+++ DATA FOR REVIEW

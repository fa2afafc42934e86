//! League summary: team offense ranks, positional fantasy totals and leaders.

use std::collections::BTreeMap;

use serde::Serialize;

use super::common::{fmt_opt, fmt_rank, print_json, DashboardContext, DataOutcome};
use crate::{
    cli::types::{FantasyMetric, Position, TeamMetric},
    core::CacheKey,
    pipeline::{
        competition_ranks, fantasy_value, leaderboard_value, rank_team_totals, top_n_with_ties,
    },
    PlayerId, Result, Season,
};

/// Players listed per position on the leaderboard, before ties.
pub const LEADERS_PER_POSITION: usize = 5;

#[derive(Debug, Clone, PartialEq, Eq, Hash)]
pub struct LeagueSummaryKey {
    pub season: Season,
    pub metric: FantasyMetric,
}

impl CacheKey for LeagueSummaryKey {
    fn label(&self) -> String {
        format!("league_summary:{}:{:?}", self.season, self.metric)
    }
}

#[derive(Debug, Clone, PartialEq, Serialize)]
pub struct TeamOffenseRow {
    pub team: String,
    pub head_coach: String,
    pub offensive_coordinator: String,
    pub passing_yards: f64,
    pub rushing_yards: f64,
    pub total_yards: f64,
    pub total_tds: f64,
    pub pass_rank: Option<u32>,
    pub rush_rank: Option<u32>,
    pub total_rank: Option<u32>,
}

/// A team's combined fantasy points at one position.
#[derive(Debug, Clone, PartialEq, Serialize)]
pub struct TeamPositionRow {
    pub team: String,
    pub position: Position,
    pub points: f64,
    /// Rank among all teams at this position.
    pub rank: Option<u32>,
}

#[derive(Debug, Clone, PartialEq, Serialize)]
pub struct LeaderRow {
    pub rank: Option<u32>,
    pub player_id: PlayerId,
    pub name: String,
    pub team: String,
    pub games_played: u32,
    pub value: f64,
}

#[derive(Debug, Clone, PartialEq, Serialize)]
pub struct PositionLeaders {
    pub position: Position,
    pub leaders: DataOutcome<Vec<LeaderRow>>,
}

#[derive(Debug, Clone, PartialEq, Serialize)]
pub struct LeagueSummary {
    pub season: Season,
    pub metric: FantasyMetric,
    pub teams: Vec<TeamOffenseRow>,
    pub positional_totals: Vec<TeamPositionRow>,
    pub leaders: Vec<PositionLeaders>,
}

/// League summary for a season, memoized by (season, metric).
pub fn league_summary(
    ctx: &DashboardContext,
    season: Season,
    metric: FantasyMetric,
) -> DataOutcome<LeagueSummary> {
    ctx.caches
        .league_summary
        .get_or_compute(LeagueSummaryKey { season, metric }, || {
            build_league_summary(ctx, season, metric)
        })
}

pub fn build_league_summary(
    ctx: &DashboardContext,
    season: Season,
    metric: FantasyMetric,
) -> DataOutcome<LeagueSummary> {
    let totals = ctx.team_totals_for_season(season);
    if totals.is_empty() {
        return DataOutcome::no_data(format!("No team statistics for {}", season));
    }

    let pass = rank_team_totals(&totals, TeamMetric::PassingYards);
    let rush = rank_team_totals(&totals, TeamMetric::RushingYards);
    let total = rank_team_totals(&totals, TeamMetric::TotalYards);

    let mut teams: Vec<TeamOffenseRow> = totals
        .iter()
        .enumerate()
        .map(|(i, t)| {
            let staff = ctx.coaches.staff(&t.team, season);
            TeamOffenseRow {
                team: t.team.clone(),
                head_coach: staff.head_coach.display(),
                offensive_coordinator: staff.offensive_coordinator.display(),
                passing_yards: t.stats.passing_yards,
                rushing_yards: t.stats.rushing_yards,
                total_yards: t.total_yards(),
                total_tds: t.total_tds(),
                pass_rank: pass[i].rank,
                rush_rank: rush[i].rank,
                total_rank: total[i].rank,
            }
        })
        .collect();
    teams.sort_by(|a, b| a.total_rank.cmp(&b.total_rank).then(a.team.cmp(&b.team)));

    let records = ctx.records_for_season(season);
    let points_metric = metric.season_total();

    let mut team_positions: BTreeMap<(Position, String), f64> = BTreeMap::new();
    for r in &records {
        *team_positions
            .entry((r.position, r.recent_team.clone()))
            .or_default() += fantasy_value(r, points_metric).unwrap_or(0.0);
    }
    let rows: Vec<((Position, String), f64)> = team_positions.into_iter().collect();
    let ranks = competition_ranks(&rows, |row| row.0 .0, |row| Some(row.1));
    let positional_totals = rows
        .into_iter()
        .zip(ranks)
        .map(|(((position, team), points), rank)| TeamPositionRow {
            team,
            position,
            points,
            rank,
        })
        .collect();

    let leaders = Position::FANTASY
        .iter()
        .map(|&position| {
            let pool: Vec<_> = records
                .iter()
                .copied()
                .filter(|r| r.position == position)
                .collect();
            let top = top_n_with_ties(&pool, LEADERS_PER_POSITION, |r| leaderboard_value(r, metric));
            let ranks = competition_ranks(&top, |_| (), |r| leaderboard_value(r, metric));
            let rows: Vec<LeaderRow> = top
                .iter()
                .zip(ranks)
                .map(|(r, rank)| LeaderRow {
                    rank,
                    player_id: r.player_id.clone(),
                    name: r.player_display_name.clone(),
                    team: r.recent_team.clone(),
                    games_played: r.games_played,
                    value: leaderboard_value(r, metric).unwrap_or(0.0),
                })
                .collect();
            PositionLeaders {
                position,
                leaders: if rows.is_empty() {
                    DataOutcome::no_data(format!(
                        "No qualifying {} for {} in {}",
                        position.long_name(),
                        metric,
                        season
                    ))
                } else {
                    DataOutcome::Available(rows)
                },
            }
        })
        .collect();

    DataOutcome::Available(LeagueSummary {
        season,
        metric,
        teams,
        positional_totals,
        leaders,
    })
}

/// Handle the league summary command
pub fn handle_league_summary(
    ctx: &DashboardContext,
    season: Season,
    metric: FantasyMetric,
    as_json: bool,
) -> Result<()> {
    let outcome = league_summary(ctx, season, metric);
    if as_json {
        return print_json(&outcome);
    }

    let summary = match outcome {
        DataOutcome::Available(summary) => summary,
        DataOutcome::NoData { reason } => {
            println!("{}", reason);
            return Ok(());
        }
    };

    println!("{} League Summary", summary.season);
    println!();
    println!(
        "{:<5} {:<24} {:<24} {:>9} {:>9} {:>9} {:>5} {:>5} {:>5}",
        "Team", "HC", "OC", "Pass Yds", "Rush Yds", "Tot Yds", "Pass", "Rush", "Total"
    );
    for t in &summary.teams {
        println!(
            "{:<5} {:<24} {:<24} {:>9.0} {:>9.0} {:>9.0} {:>5} {:>5} {:>5}",
            t.team,
            t.head_coach,
            t.offensive_coordinator,
            t.passing_yards,
            t.rushing_yards,
            t.total_yards,
            fmt_rank(t.pass_rank),
            fmt_rank(t.rush_rank),
            fmt_rank(t.total_rank)
        );
    }

    for group in &summary.leaders {
        println!();
        println!("Top {} by {}", group.position, summary.metric);
        match &group.leaders {
            DataOutcome::Available(rows) => {
                for row in rows {
                    println!(
                        "{:>3}. {:<28} {:<5} {:>8}",
                        fmt_rank(row.rank),
                        row.name,
                        row.team,
                        fmt_opt(Some(row.value), 1)
                    );
                }
            }
            DataOutcome::NoData { reason } => println!("  {}", reason),
        }
    }
    Ok(())
}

++++++

Every line in the records that holds the word "LeaderRow" should be copied into the answer.

pub struct LeaderRow {
    pub leaders: DataOutcome<Vec<LeaderRow>>,
            let rows: Vec<LeaderRow> = top
                .map(|(r, rank)| LeaderRow {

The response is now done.